E me parece que ele se perde. No final ele não
tem mais como fugir do próprio discurso.
No fundo, a frase dele é um pouco o que nós
estávamos falando atrás... Como é
que ele termina? Eu me lembro da última frase
do filme, é uma frase do "Primavera Negra"
do Henry Miller, que fala assim: "Essa noite
eu vou meditar sobre o homem que eu sou". Então
repito a história dessa busca, de ir atrás
qualquer que seja o caminho, é uma tentativa
de conhecimento. E o conhecimento do mundo se faz através
do teu autoconhecimento porque, na verdade, o mundo
é externo, mas o teu relacionamento do teu lado
interior com o mundo externo é o que faz o conhecimento.
A violência é muito presente, né?
Imediatamente pré AI-5.
O AI-5 é de 68?
É de 68... E aí começou o ciclo
do pessoal do Cinema Marginal, começou a haver
aquela produção, aquele surto de filmes...
Mas você sabe de uma coisa, eu fico pensando
assim... Os momentos, nos períodos mais difíceis,
mais instáveis, são os períodos
onde, pelo menos naquele momento para a gente, é
quando você tem mais vontade de dizer alguma coisa.
Nos períodos em que está tudo bem, digamos,
em que você está feliz, que não
tem que batalhar nada, quer dizer, batalhar nada não
existe, mas quando você está muito equilibrado,
aí vira... Você precisa mexer a coisa para
ter um pouco de turbulência, para poder existir
de novo uma motivação. Então, no
fundo, eu me provoco. Ir fazer um filme lá no
Maranhão agora é uma provocação
comigo, inclusive física, para ver se eu ainda
tenho a resistência de encarar...
Serras da Desordem no Maranhão então
foi uma provocação pessoal?
Essa é uma maneira de dizer, mas é algo
que te diz assim: "Estou vivo, ainda tenho que
aprender, ainda tenho força para andar, ir atrás,
não importa onde é". A Gente sempre
tem um pouco de auto-afirmação, buscando
justificar a existência, ter um sentido pra estar
fazendo as coisas. Eu acho que a gente interfere; eu
não faço um filme para passar no cinema
e dar dinheiro. No fundo, me interessa que esse filme
interfira em alguma coisa, provoque alguma coisa, senão
uma reflexão, um momento de dúvida, um
momento de questionamento seja ele qual for. O que quer
dizer isso? Basta esse espacinho na cabeça de
alguém, que não seja uma certeza que algo,
então, torna a viver. Quando você tem a
certeza, pára, a coisa morre. A palavra não
é morre, é pára, estaciona.
Tem uma frase do Artaud que diz que as idéias
claras são idéias mortas.
Artaud era uma pessoa que eu adorava, também
lia. Era uma presença que era presente nessa
época.
No livro do Jairo [Ferreira, ndr], Cinema de Invenção,
tem vários discursos assim. Tem um texto do Nelson
Aguilar sobre Bang Bang e também tem um
texto do Carlão sobre o filme do Mojica, O
Ritual dos Sádicos, e os dois usam o Artaud
como uma referência. Eu percebi que, na época,
havia um certo interesse pela escrita dele.
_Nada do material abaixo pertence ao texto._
/// Tokenize `text` with a compiled grammar
///
/// The registry is only consulted for sub-language delegation. With
/// `ignore_illegal` set, illegal-pattern matches become plain content
/// instead of failing the run; sub-language delegates always run in
/// that mode.
pub(crate) fn run(
    registry: &mut Registry,
    grammar: &CompiledGrammar,
    text: &str,
    ignore_illegal: bool,
) -> Result<Output> {
    let engine = Engine {
        registry,
        grammar,
        text,
        ignore_illegal,
        stack: vec![ROOT],
        buf: 0..0,
        tokens: Vec::new(),
        relevance: 0,
    };
    engine.run()
}

struct Engine<'r, 'a> {
    registry: &'r mut Registry,
    grammar: &'a CompiledGrammar,
    text: &'a str,
    ignore_illegal: bool,
    /// Active mode indices; index 0 is always the grammar root
    stack: Vec<usize>,
    /// Byte range of text buffered since the last flush
    buf: Range<usize>,
    tokens: Vec<Token>,
    relevance: u32,
}

/// Match a pattern against the start of a lexeme, returning the match
/// length
fn match_at_start(re: &Regex, lexeme: &str) -> Option<usize> {
    match re.find(lexeme) {
        Some(m) if m.start() == 0 => Some(m.end()),
        _ => None,
    }
}

impl<'r, 'a> Engine<'r, 'a> {
    fn run(mut self) -> Result<Output> {
        let mut cursor = 0;
        while cursor <= self.text.len() {
            let found = match &self.grammar.modes[self.top()].terminators {
                Some(re) => re.find_at(self.text, cursor),
                None => None,
            };
            let Some(found) = found else { break };
            let consumed = self.process_lexeme(found.start()..found.end())?;
            cursor = found.start() + consumed;
        }
        self.buf.end = self.text.len();
        self.flush();
        Ok(Output {
            tokens: self.tokens,
            relevance: self.relevance,
        })
    }

    fn top(&self) -> usize {
        self.stack.last().copied().unwrap_or(ROOT)
    }

    /// Handle one terminator occurrence; returns how many bytes of the
    /// lexeme the cursor consumes
    fn process_lexeme(&mut self, lex: Range<usize>) -> Result<usize> {
        // Everything between the previous cursor and this lexeme is
        // plain content of the active mode.
        self.buf.end = lex.start;
        let lexeme = &self.text[lex.clone()];

        let end_target = self.find_end_target(lexeme);
        let child = self.match_child(lexeme);

        // An end of the current mode is preferred over a new child
        // begin at the same offset; a zero-length boundary end does not
        // outrank a child that matched real content.
        if let Some((target_sp, end_len)) = end_target {
            if end_len > 0 || child.is_none() {
                return Ok(self.leave_modes(target_sp, lex));
            }
        }

        if let Some(child_idx) = child {
            return Ok(self.enter_mode(child_idx, lex));
        }

        if !self.ignore_illegal {
            let mode = &self.grammar.modes[self.top()];
            if let Some(illegal) = &mode.illegal {
                if match_at_start(illegal, lexeme).is_some() {
                    let mode_name = mode.class.map_or("<unnamed>", |c| c.name());
                    return Err(HighlightError::IllegalLexeme {
                        lexeme: lexeme.to_string(),
                        mode: mode_name.to_string(),
                    });
                }
            }
        }

        // The lexeme matched no interpretation in this mode; treat it
        // as plain content. Advance at least one byte, staying on a
        // character boundary.
        self.buf.end = lex.end;
        let mut advance = lex.len().max(1);
        while lex.start + advance < self.text.len()
            && !self.text.is_char_boundary(lex.start + advance)
        {
            advance += 1;
        }
        Ok(advance)
    }

    /// Find the stack position this lexeme ends, if any, along with the
    /// end match length. Walks `ends_with_parent` chains upward and
    /// applies `ends_parent` redirection.
    fn find_end_target(&self, lexeme: &str) -> Option<(usize, usize)> {
        let mut sp = self.stack.len() - 1;
        loop {
            let mode = &self.grammar.modes[self.stack[sp]];
            if let Some(end) = &mode.end {
                if let Some(len) = match_at_start(end, lexeme) {
                    let mut target = sp;
                    while target > 0 && self.grammar.modes[self.stack[target]].ends_parent {
                        target -= 1;
                    }
                    return Some((target, len));
                }
            }
            if mode.ends_with_parent && sp > 0 {
                sp -= 1;
                continue;
            }
            return None;
        }
    }

    /// Find the first child of the active mode whose begin pattern
    /// matches the lexeme
    fn match_child(&self, lexeme: &str) -> Option<usize> {
        let mode = &self.grammar.modes[self.top()];
        for &child_idx in &mode.contains {
            if let Some(begin) = &self.grammar.modes[child_idx].begin {
                if match_at_start(begin, lexeme).is_some() {
                    return Some(child_idx);
                }
            }
        }
        None
    }

    fn enter_mode(&mut self, child_idx: usize, lex: Range<usize>) -> usize {
        let child = &self.grammar.modes[child_idx];
        let (c_skip, c_exclude, c_return) = (child.skip, child.exclude_begin, child.return_begin);
        if c_skip {
            self.buf.end = lex.end;
        } else {
            if c_exclude {
                self.buf.end = lex.end;
            }
            self.flush();
            if !c_return && !c_exclude {
                self.buf = lex.clone();
            }
        }
        self.stack.push(child_idx);
        if c_return {
            0
        } else {
            lex.len()
        }
    }

    fn leave_modes(&mut self, target_sp: usize, lex: Range<usize>) -> usize {
        let origin = &self.grammar.modes[self.top()];
        let (o_skip, o_exclude, o_return) = (origin.skip, origin.exclude_end, origin.return_end);
        if o_skip {
            self.buf.end = lex.end;
        } else {
            if !(o_return || o_exclude) {
                self.buf.end = lex.end;
            }
            self.flush();
            if o_exclude {
                self.buf = lex.clone();
            }
        }
        // Pop everything above and including the target; the root frame
        // always stays.
        let keep = target_sp.max(1);
        while self.stack.len() > keep {
            let popped = self.stack.pop().unwrap_or(ROOT);
            let mode = &self.grammar.modes[popped];
            if !mode.skip {
                self.relevance += mode.relevance;
            }
        }
        if o_return {
            0
        } else {
            lex.len()
        }
    }

    /// Flush the buffered range into the token stream
    fn flush(&mut self) {
        let range = self.buf.clone();
        self.buf = range.end..range.end;
        if range.start >= range.end {
            return;
        }

        let grammar = self.grammar;
        let text = self.text;
        let top = self.top();
        let mode = &grammar.modes[top];

        if let Some(delegate) = mode.sub_language.clone() {
            self.flush_sub_language(&delegate, range);
            return;
        }

        if mode.keywords.is_empty() {
            let inherited = self.enclosing_class();
            self.push_token(inherited, range);
            return;
        }

        let mut last = range.start;
        for m in mode.lexemes.find_iter(&text[range.clone()]) {
            let word_start = range.start + m.start();
            let word_end = range.start + m.end();
            let key = if grammar.case_insensitive {
                m.as_str().to_lowercase()
            } else {
                m.as_str().to_string()
            };
            if let Some(&(class, weight)) = mode.keywords.get(&key) {
                if last < word_start {
                    let inherited = self.enclosing_class();
                    self.push_token(inherited, last..word_start);
                }
                self.push_token(Some(class), word_start..word_end);
                self.relevance += weight;
                last = word_end;
            }
        }
        if last < range.end {
            let inherited = self.enclosing_class();
            self.push_token(inherited, last..range.end);
        }
    }

    /// Hand a buffered range to the delegate grammar, shifting its
    /// tokens into place
    ///
    /// An unregistered delegate leaves the range unclassified, and a
    /// delegate never fails the host run: it tokenizes with illegal
    /// matches downgraded to plain content.
    fn flush_sub_language(&mut self, delegate: &str, range: Range<usize>) {
        let host_relevance = self.grammar.modes[self.top()].relevance;
        let delegated = match self.registry.compiled(delegate) {
            Ok(sub) => run(self.registry, &sub, &self.text[range.clone()], true),
            Err(error) => Err(error),
        };
        match delegated {
            Ok(out) => {
                if host_relevance > 0 {
                    self.relevance += out.relevance;
                }
                for token in out.tokens {
                    self.push_token(token.kind, range.start + token.start..range.start + token.end);
                }
            }
            Err(_) => {
                let inherited = self.enclosing_class();
                self.push_token(inherited, range);
            }
        }
    }

    /// The classification of the nearest enclosing classified mode
    fn enclosing_class(&self) -> Option<TokenType> {
        for &idx in self.stack.iter().rev() {
            if let Some(class) = self.grammar.modes[idx].class {
                return Some(class);
            }
        }
        None
    }

    /// Append a span, merging adjacent spans of the same classification
    fn push_token(&mut self, kind: Option<TokenType>, range: Range<usize>) {
        if range.start >= range.end {
            return;
        }
        let text = &self.text[range.clone()];
        if let Some(last) = self.tokens.last_mut() {
            if last.kind == kind && last.end == range.start {
                last.text.push_str(text);
                last.end = range.end;
                return;
            }
        }
        self.tokens.push(Token {
            kind,
            text: text.to_string(),
            start: range.start,
            end: range.end,
        });
    }
}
Pela aventura da vida dele, né? Afinal, o livro
é a expressão...
A própria escrita é...
A vida.
E também ser a expressão possível,
que, ainda assim, não é ideal. Ele fez
um texto em certo momento dizendo que toda escrita é
uma porcaria...
É, porque também é um momento
que pára, na hora em que você escreve uma
palavra, se ela é definitiva, se ela significa
simplesmente o que está escrito, a palavra acabou.
É como o que você falou do filme.
Agora, por que a poesia vale? Porque a poesia te
joga brechas, te dá espaços, ela não
te dá certezas, ela não te dá pedras,
ela te dá o espaço entre as pedras, vamos
dizer assim.
E o seu filme tem a ver com isso.
Acho que sim.
No Bang Bang isso fica especialmente claro,
porque ele insinua que vai acontecer uma certa história,
parece que tem um enigma para você decifrar na
história, mas, na verdade, quando o cara pára
para explicar a história, atiram uma torta nele.
Pois é, se chega a ter uma explicação,
não me interessa; me interessa é continuar
com o caminho aberto. E, olha, escrever o roteiro do
Bang Bang, ele não é o filme, aliás
nenhum roteiro é porra nenhuma do que o filme
resulta. Mas o roteiro do Bang Bang começou
com uma historinha simples, uma historinha meio policial:
uma perseguição, um personagem que a gente
não sabia direito quem era, tinha três
bandidos que queriam o que ele tinha, era um pouco cômico...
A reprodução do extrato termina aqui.